RECORD EXTRACTS
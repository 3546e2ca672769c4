// ============================================================================
// USE LATEST REQUEST - Solo aplica la respuesta de la última carga
// ============================================================================
// Yew reutiliza el componente cuando cambia la ruta pero no el tipo de
// pantalla (`/festivales/1` -> `/festivales/2`). Cada carga pide un ticket;
// empezar otra o desmontar invalida los anteriores.
// ============================================================================

use std::cell::Cell;
use std::rc::Rc;

use yew::prelude::*;

#[derive(Clone, Default)]
pub struct LatestRequest {
    generation: Rc<Cell<u64>>,
}

impl LatestRequest {
    /// Nueva carga: invalida cualquier ticket anterior
    pub fn begin(&self) -> RequestTicket {
        self.invalidate();
        RequestTicket {
            issued: self.generation.get(),
            generation: self.generation.clone(),
        }
    }

    pub fn invalidate(&self) {
        self.generation.set(self.generation.get().wrapping_add(1));
    }
}

/// Se comprueba después de cada `await`
pub struct RequestTicket {
    issued: u64,
    generation: Rc<Cell<u64>>,
}

impl RequestTicket {
    pub fn is_current(&self) -> bool {
        self.generation.get() == self.issued
    }
}

#[hook]
pub fn use_latest_request() -> LatestRequest {
    let latest = (*use_memo((), |_| LatestRequest::default())).clone();

    {
        let latest = latest.clone();
        use_effect_with((), move |_| move || latest.invalidate());
    }

    latest
}
// ============================================================================
// ROUTES - Tabla de rutas navegables (hash routing: `#/admin/usuarios`)
// ============================================================================

use crate::models::identity::Role;
use crate::utils::constants::{
    PATH_ADMIN_DASHBOARD, PATH_DASHBOARD, PATH_FORCED_PASSWORD_CHANGE, PATH_LOGIN,
    PATH_PROMOTER_DASHBOARD,
};

#[derive(Debug, Clone, PartialEq, Eq)]
pub enum Route {
    Login,
    ForcedPasswordChange,
    PublicNomination { codigo_qr: String },
    /// Redirige al panel del rol
    Dashboard,

    PromoterDashboard,
    FestivalCreate,
    FestivalDetails { id_festival: i64 },
    FestivalEdit { id_festival: i64 },
    FestivalTicketTypes { id_festival: i64 },
    FestivalTicketReport { id_festival: i64 },

    AdminDashboard,
    AdminUsers,
    AdminFestivals,
    AdminClients,
    AdminReports,

    NotFound,
}

/// Quién puede ver una ruta
#[derive(Debug, Clone, Copy, PartialEq, Eq)]
pub enum Access {
    Public,
    Authenticated,
    Role(Role),
}

impl Route {
    /// Reconoce un path (con o sin `#`, query o `/` final)
    pub fn recognize(path: &str) -> Route {
        let path = path.trim_start_matches('#');
        let path = path.split(['?', '#']).next().unwrap_or("");
        let segments: Vec<&str> = path.split('/').filter(|s| !s.is_empty()).collect();

        match segments.as_slice() {
            ["login"] => Route::Login,
            ["cambiar-password-obligatorio"] => Route::ForcedPasswordChange,
            ["public", "nominar-entrada", codigo] => Route::PublicNomination {
                codigo_qr: (*codigo).to_string(),
            },
            ["dashboard"] => Route::Dashboard,

            ["promotor", "dashboard"] => Route::PromoterDashboard,
            ["promotor", "festivales", "crear"] => Route::FestivalCreate,
            ["promotor", "festivales", id] => Self::with_id(id, |id_festival| Route::FestivalDetails { id_festival }),
            ["promotor", "festivales", id, "editar"] => Self::with_id(id, |id_festival| Route::FestivalEdit { id_festival }),
            ["promotor", "festivales", id, "tipos-entrada"] => {
                Self::with_id(id, |id_festival| Route::FestivalTicketTypes { id_festival })
            }
            ["promotor", "festivales", id, "reporte-entradas"] => {
                Self::with_id(id, |id_festival| Route::FestivalTicketReport { id_festival })
            }

            ["admin", "dashboard"] => Route::AdminDashboard,
            ["admin", "usuarios"] => Route::AdminUsers,
            ["admin", "festivales"] => Route::AdminFestivals,
            ["admin", "clientes"] => Route::AdminClients,
            ["admin", "reportes"] => Route::AdminReports,

            _ => Route::NotFound,
        }
    }

    fn with_id(raw: &str, build: impl FnOnce(i64) -> Route) -> Route {
        raw.parse().map(build).unwrap_or(Route::NotFound)
    }

    /// Path canónico (sin `#`)
    pub fn path(&self) -> String {
        match self {
            Route::Login => PATH_LOGIN.to_string(),
            Route::ForcedPasswordChange => PATH_FORCED_PASSWORD_CHANGE.to_string(),
            Route::PublicNomination { codigo_qr } => format!("/public/nominar-entrada/{}", codigo_qr),
            Route::Dashboard => PATH_DASHBOARD.to_string(),
            Route::PromoterDashboard => PATH_PROMOTER_DASHBOARD.to_string(),
            Route::FestivalCreate => "/promotor/festivales/crear".to_string(),
            Route::FestivalDetails { id_festival } => format!("/promotor/festivales/{}", id_festival),
            Route::FestivalEdit { id_festival } => format!("/promotor/festivales/{}/editar", id_festival),
            Route::FestivalTicketTypes { id_festival } => {
                format!("/promotor/festivales/{}/tipos-entrada", id_festival)
            }
            Route::FestivalTicketReport { id_festival } => {
                format!("/promotor/festivales/{}/reporte-entradas", id_festival)
            }
            Route::AdminDashboard => PATH_ADMIN_DASHBOARD.to_string(),
            Route::AdminUsers => "/admin/usuarios".to_string(),
            Route::AdminFestivals => "/admin/festivales".to_string(),
            Route::AdminClients => "/admin/clientes".to_string(),
            Route::AdminReports => "/admin/reportes".to_string(),
            Route::NotFound => PATH_LOGIN.to_string(),
        }
    }

    /// `None` para rutas desconocidas
    pub fn access(&self) -> Option<Access> {
        match self {
            Route::Login | Route::PublicNomination { .. } => Some(Access::Public),
            Route::ForcedPasswordChange | Route::Dashboard => Some(Access::Authenticated),
            Route::PromoterDashboard
            | Route::FestivalCreate
            | Route::FestivalDetails { .. }
            | Route::FestivalEdit { .. }
            | Route::FestivalTicketTypes { .. }
            | Route::FestivalTicketReport { .. } => Some(Access::Role(Role::Promotor)),
            Route::AdminDashboard
            | Route::AdminUsers
            | Route::AdminFestivals
            | Route::AdminClients
            | Route::AdminReports => Some(Access::Role(Role::Admin)),
            Route::NotFound => None,
        }
    }

    /// Destino de `/dashboard` según el rol
    pub fn home_for(role: Role) -> Route {
        match role {
            Role::Promotor => Route::PromoterDashboard,
            _ => Route::AdminDashboard,
        }
    }
}

#[cfg(test)]
mod tests {
    use super::*;

    #[test]
    fn recognizes_every_declared_path() {
        let table = [
            Route::Login,
            Route::ForcedPasswordChange,
            Route::PublicNomination { codigo_qr: "XYZ123".into() },
            Route::Dashboard,
            Route::PromoterDashboard,
            Route::FestivalCreate,
            Route::FestivalDetails { id_festival: 4 },
            Route::FestivalEdit { id_festival: 4 },
            Route::FestivalTicketTypes { id_festival: 4 },
            Route::FestivalTicketReport { id_festival: 4 },
            Route::AdminDashboard,
            Route::AdminUsers,
            Route::AdminFestivals,
            Route::AdminClients,
            Route::AdminReports,
        ];
        for route in table {
            assert_eq!(Route::recognize(&route.path()), route);
        }
    }

    #[test]
    fn tolerates_hash_query_and_trailing_slash() {
        assert_eq!(Route::recognize("#/admin/usuarios"), Route::AdminUsers);
        assert_eq!(Route::recognize("/admin/reportes?reportType=compras"), Route::AdminReports);
        assert_eq!(Route::recognize("/promotor/dashboard/"), Route::PromoterDashboard);
    }

    #[test]
    fn create_is_not_a_festival_id() {
        assert_eq!(Route::recognize("/promotor/festivales/crear"), Route::FestivalCreate);
        assert_eq!(
            Route::recognize("/promotor/festivales/12"),
            Route::FestivalDetails { id_festival: 12 }
        );
    }

    #[test]
    fn unmatched_paths_are_not_found() {
        for path in [
            "",
            "/",
            "/admin",
            "/admin/usuarios/3",
            "/promotor/festivales/abc",
            "/promotor/festivales/3/gestion-entradas",
            "/public/nominar-entrada",
        ] {
            assert_eq!(Route::recognize(path), Route::NotFound, "{}", path);
            assert_eq!(Route::recognize(path).access(), None);
        }
    }

    #[test]
    fn role_scoped_prefixes() {
        assert_eq!(Route::AdminClients.access(), Some(Access::Role(Role::Admin)));
        assert_eq!(Route::FestivalCreate.access(), Some(Access::Role(Role::Promotor)));
        assert_eq!(Route::Dashboard.access(), Some(Access::Authenticated));
        assert_eq!(Route::Login.access(), Some(Access::Public));
        assert_eq!(Route::ForcedPasswordChange.access(), Some(Access::Authenticated));
    }

    #[test]
    fn dashboard_home_per_role() {
        assert_eq!(Route::home_for(Role::Promotor), Route::PromoterDashboard);
        assert_eq!(Route::home_for(Role::Admin), Route::AdminDashboard);
        assert_eq!(Route::home_for(Role::Cajero), Route::AdminDashboard);
    }
}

PROBLEM TO SOLVE
Reproduce every line from the preceding data in which the word "format" can be found.

FINISHED EXERCISE
            Route::PublicNomination { codigo_qr } => format!("/public/nominar-entrada/{}", codigo_qr),
            Route::FestivalDetails { id_festival } => format!("/promotor/festivales/{}", id_festival),
            Route::FestivalEdit { id_festival } => format!("/promotor/festivales/{}/editar", id_festival),
                format!("/promotor/festivales/{}/tipos-entrada", id_festival)
                format!("/promotor/festivales/{}/reporte-entradas", id_festival)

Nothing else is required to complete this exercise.